--- EXERCISE DESCRIPTION ---
Each line below has to be output exactly, from first to last.

--- MATERIAL TO PROCESS ---
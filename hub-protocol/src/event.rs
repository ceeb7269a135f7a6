//! The uniform event union emitted by [`crate`] consumers (§3, §4.3).
//!
//! Mirrors the tagged-union idiom the upstream Codex `EventMsg` enum uses
//! (`#[serde(tag = "type", rename_all = "snake_case")]`): every branch of
//! the closed set below is what `EventConverter` produces from either raw
//! agent-event shape, and every branch the outbound encoder knows how to
//! render to clients. New, unrecognized raw variants are dropped with a
//! debug log rather than added here unreviewed (see §9, "union-typed
//! messages").

use std::collections::HashMap;

use serde::Deserialize;
use serde::Serialize;

/// One user message -> agent-response cycle; see GLOSSARY "Turn".
pub type TurnId = String;
pub type ThreadId = String;
pub type CallId = String;

#[non_exhaustive]
#[derive(Debug, Clone, PartialEq, Serialize, Deserialize)]
#[serde(tag = "type", rename_all = "kebab-case")]
pub enum AgentEvent {
    Message {
        text: String,
    },
    Reasoning {
        text: String,
    },
    ReasoningDelta {
        text: String,
    },
    ReasoningSectionBreak,

    ToolCall {
        name: String,
        call_id: CallId,
        input: serde_json::Value,
    },
    ToolCallResult {
        call_id: CallId,
        output: serde_json::Value,
        #[serde(default, skip_serializing_if = "Option::is_none")]
        is_error: Option<bool>,
    },

    TaskStarted {
        turn_id: TurnId,
    },
    TaskComplete,
    TurnAborted,
    TaskFailed {
        #[serde(default, skip_serializing_if = "Option::is_none")]
        error: Option<String>,
    },

    PatchBegin {
        call_id: CallId,
        changes: HashMap<String, FileChange>,
    },
    PatchEnd {
        call_id: CallId,
        #[serde(default, skip_serializing_if = "Option::is_none")]
        stdout: Option<String>,
        #[serde(default, skip_serializing_if = "Option::is_none")]
        stderr: Option<String>,
        success: bool,
    },

    ExecBegin {
        call_id: CallId,
        command: Vec<String>,
    },
    ExecEnd {
        call_id: CallId,
        #[serde(default, skip_serializing_if = "Option::is_none")]
        output: Option<String>,
        #[serde(default, skip_serializing_if = "Option::is_none")]
        error: Option<String>,
    },

    TurnDiff {
        unified_diff: String,
    },
    PlanUpdated {
        entries: Vec<PlanEntry>,
    },
    TokenCount {
        info: TokenCountInfo,
    },
    ThreadStarted {
        thread_id: ThreadId,
    },
    McpStartupUpdate,
    McpStartupComplete,
    ContextCompacted,
}

#[derive(Debug, Clone, PartialEq, Serialize, Deserialize)]
pub enum FileChange {
    Add { content: String },
    Delete,
    Update { unified_diff: String, move_path: Option<String> },
}

#[derive(Debug, Clone, PartialEq, Serialize, Deserialize)]
pub struct PlanEntry {
    pub step: String,
    pub status: PlanStepStatus,
}

#[derive(Debug, Clone, Copy, PartialEq, Eq, Serialize, Deserialize)]
#[serde(rename_all = "snake_case")]
pub enum PlanStepStatus {
    Pending,
    InProgress,
    Completed,
}

#[derive(Debug, Clone, Default, PartialEq, Serialize, Deserialize)]
pub struct TokenCountInfo {
    #[serde(default, skip_serializing_if = "Option::is_none")]
    pub input_tokens: Option<u64>,
    #[serde(default, skip_serializing_if = "Option::is_none")]
    pub output_tokens: Option<u64>,
    #[serde(default, skip_serializing_if = "Option::is_none")]
    pub total_tokens: Option<u64>,
}

/// Late-bound thread/session identity (§3).
///
/// Set on first successful start, cleared on reset. The two transport
/// variants disagree on vocabulary (`threadId`/`turnId` for app-server vs
/// `sessionId`/`conversationId`/`threadId` for MCP), so this carries both
/// shapes rather than forcing a lossy projection.
#[derive(Debug, Clone, Default, PartialEq, Eq, Serialize, Deserialize)]
pub struct ThreadIdentity {
    #[serde(default, skip_serializing_if = "Option::is_none")]
    pub thread_id: Option<ThreadId>,
    #[serde(default, skip_serializing_if = "Option::is_none")]
    pub turn_id: Option<TurnId>,
    #[serde(default, skip_serializing_if = "Option::is_none")]
    pub session_id: Option<String>,
    #[serde(default, skip_serializing_if = "Option::is_none")]
    pub conversation_id: Option<String>,
}

impl ThreadIdentity {
    pub fn is_empty(&self) -> bool {
        self.thread_id.is_none()
            && self.turn_id.is_none()
            && self.session_id.is_none()
            && self.conversation_id.is_none()
    }

    pub fn clear(&mut self) {
        *self = Self::default();
    }
}

#[cfg(test)]
mod tests {
    #![allow(clippy::unwrap_used, clippy::expect_used)]
    use super::*;

    #[test]
    fn message_round_trips_with_kebab_tag() {
        let ev = AgentEvent::Message { text: "hi".into() };
        let json = serde_json::to_value(&ev).expect("serialize");
        assert_eq!(json["type"], "message");
        assert_eq!(json["text"], "hi");
        let back: AgentEvent = serde_json::from_value(json).expect("deserialize");
        assert_eq!(back, ev);
    }

    #[test]
    fn thread_identity_starts_empty_and_clears() {
        let mut id = ThreadIdentity {
            thread_id: Some("t1".into()),
            ..Default::default()
        };
        assert!(!id.is_empty());
        id.clear();
        assert!(id.is_empty());
    }
}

--- ANSWER BELOW ---
filename hub-protocol/src/event.rs
repository ceeb7269a135f7a6
//! The uniform event union emitted by [`crate`] consumers (§3, §4.3).
//!
//! Mirrors the tagged-union idiom the upstream Codex `EventMsg` enum uses
//! (`#[serde(tag = "type", rename_all = "snake_case")]`): every branch of
//! the closed set below is what `EventConverter` produces from either raw
//! agent-event shape, and every branch the outbound encoder knows how to
//! render to clients. New, unrecognized raw variants are dropped with a
//! debug log rather than added here unreviewed (see §9, "union-typed
//! messages").

use std::collections::HashMap;

use serde::Deserialize;
use serde::Serialize;

/// One user message -> agent-response cycle; see GLOSSARY "Turn".
pub type TurnId = String;
pub type ThreadId = String;
pub type CallId = String;

#[non_exhaustive]
#[derive(Debug, Clone, PartialEq, Serialize, Deserialize)]
#[serde(tag = "type", rename_all = "kebab-case")]
pub enum AgentEvent {
    Message {
        text: String,
    },
    Reasoning {
        text: String,
    },
    ReasoningDelta {
        text: String,
    },
    ReasoningSectionBreak,

    ToolCall {
        name: String,
        call_id: CallId,
        input: serde_json::Value,
    },
    ToolCallResult {
        call_id: CallId,
        output: serde_json::Value,
        #[serde(default, skip_serializing_if = "Option::is_none")]
        is_error: Option<bool>,
    },

    TaskStarted {
        turn_id: TurnId,
    },
    TaskComplete,
    TurnAborted,
    TaskFailed {
        #[serde(default, skip_serializing_if = "Option::is_none")]
        error: Option<String>,
    },

    PatchBegin {
        call_id: CallId,
        changes: HashMap<String, FileChange>,
    },
    PatchEnd {
        call_id: CallId,
        #[serde(default, skip_serializing_if = "Option::is_none")]
        stdout: Option<String>,
        #[serde(default, skip_serializing_if = "Option::is_none")]
        stderr: Option<String>,
        success: bool,
    },

    ExecBegin {
        call_id: CallId,
        command: Vec<String>,
    },
    ExecEnd {
        call_id: CallId,
        #[serde(default, skip_serializing_if = "Option::is_none")]
        output: Option<String>,
        #[serde(default, skip_serializing_if = "Option::is_none")]
        error: Option<String>,
    },

    TurnDiff {
        unified_diff: String,
    },
    PlanUpdated {
        entries: Vec<PlanEntry>,
    },
    TokenCount {
        info: TokenCountInfo,
    },
    ThreadStarted {
        thread_id: ThreadId,
    },
    McpStartupUpdate,
    McpStartupComplete,
    ContextCompacted,
}

#[derive(Debug, Clone, PartialEq, Serialize, Deserialize)]
pub enum FileChange {
    Add { content: String },
    Delete,
    Update { unified_diff: String, move_path: Option<String> },
}

#[derive(Debug, Clone, PartialEq, Serialize, Deserialize)]
pub struct PlanEntry {
    pub step: String,
    pub status: PlanStepStatus,
}

#[derive(Debug, Clone, Copy, PartialEq, Eq, Serialize, Deserialize)]
#[serde(rename_all = "snake_case")]
pub enum PlanStepStatus {
    Pending,
    InProgress,
    Completed,
}

#[derive(Debug, Clone, Default, PartialEq, Serialize, Deserialize)]
pub struct TokenCountInfo {
    #[serde(default, skip_serializing_if = "Option::is_none")]
    pub input_tokens: Option<u64>,
    #[serde(default, skip_serializing_if = "Option::is_none")]
    pub output_tokens: Option<u64>,
    #[serde(default, skip_serializing_if = "Option::is_none")]
    pub total_tokens: Option<u64>,
}

/// Late-bound thread/session identity (§3).
///
/// Set on first successful start, cleared on reset. The two transport
/// variants disagree on vocabulary (`threadId`/`turnId` for app-server vs
/// `sessionId`/`conversationId`/`threadId` for MCP), so this carries both
/// shapes rather than forcing a lossy projection.
#[derive(Debug, Clone, Default, PartialEq, Eq, Serialize, Deserialize)]
pub struct ThreadIdentity {
    #[serde(default, skip_serializing_if = "Option::is_none")]
    pub thread_id: Option<ThreadId>,
    #[serde(default, skip_serializing_if = "Option::is_none")]
    pub turn_id: Option<TurnId>,
    #[serde(default, skip_serializing_if = "Option::is_none")]
    pub session_id: Option<String>,
    #[serde(default, skip_serializing_if = "Option::is_none")]
    pub conversation_id: Option<String>,
}

impl ThreadIdentity {
    pub fn is_empty(&self) -> bool {
        self.thread_id.is_none()
            && self.turn_id.is_none()
            && self.session_id.is_none()
            && self.conversation_id.is_none()
    }

    pub fn clear(&mut self) {
        *self = Self::default();
    }
}

#[cfg(test)]
mod tests {
    #![allow(clippy::unwrap_used, clippy::expect_used)]
    use super::*;

    #[test]
    fn message_round_trips_with_kebab_tag() {
        let ev = AgentEvent::Message { text: "hi".into() };
        let json = serde_json::to_value(&ev).expect("serialize");
        assert_eq!(json["type"], "message");
        assert_eq!(json["text"], "hi");
        let back: AgentEvent = serde_json::from_value(json).expect("deserialize");
        assert_eq!(back, ev);
    }

    #[test]
    fn thread_identity_starts_empty_and_clears() {
        let mut id = ThreadIdentity {
            thread_id: Some("t1".into()),
            ..Default::default()
        };
        assert!(!id.is_empty());
        id.clear();
        assert!(id.is_empty());
    }
}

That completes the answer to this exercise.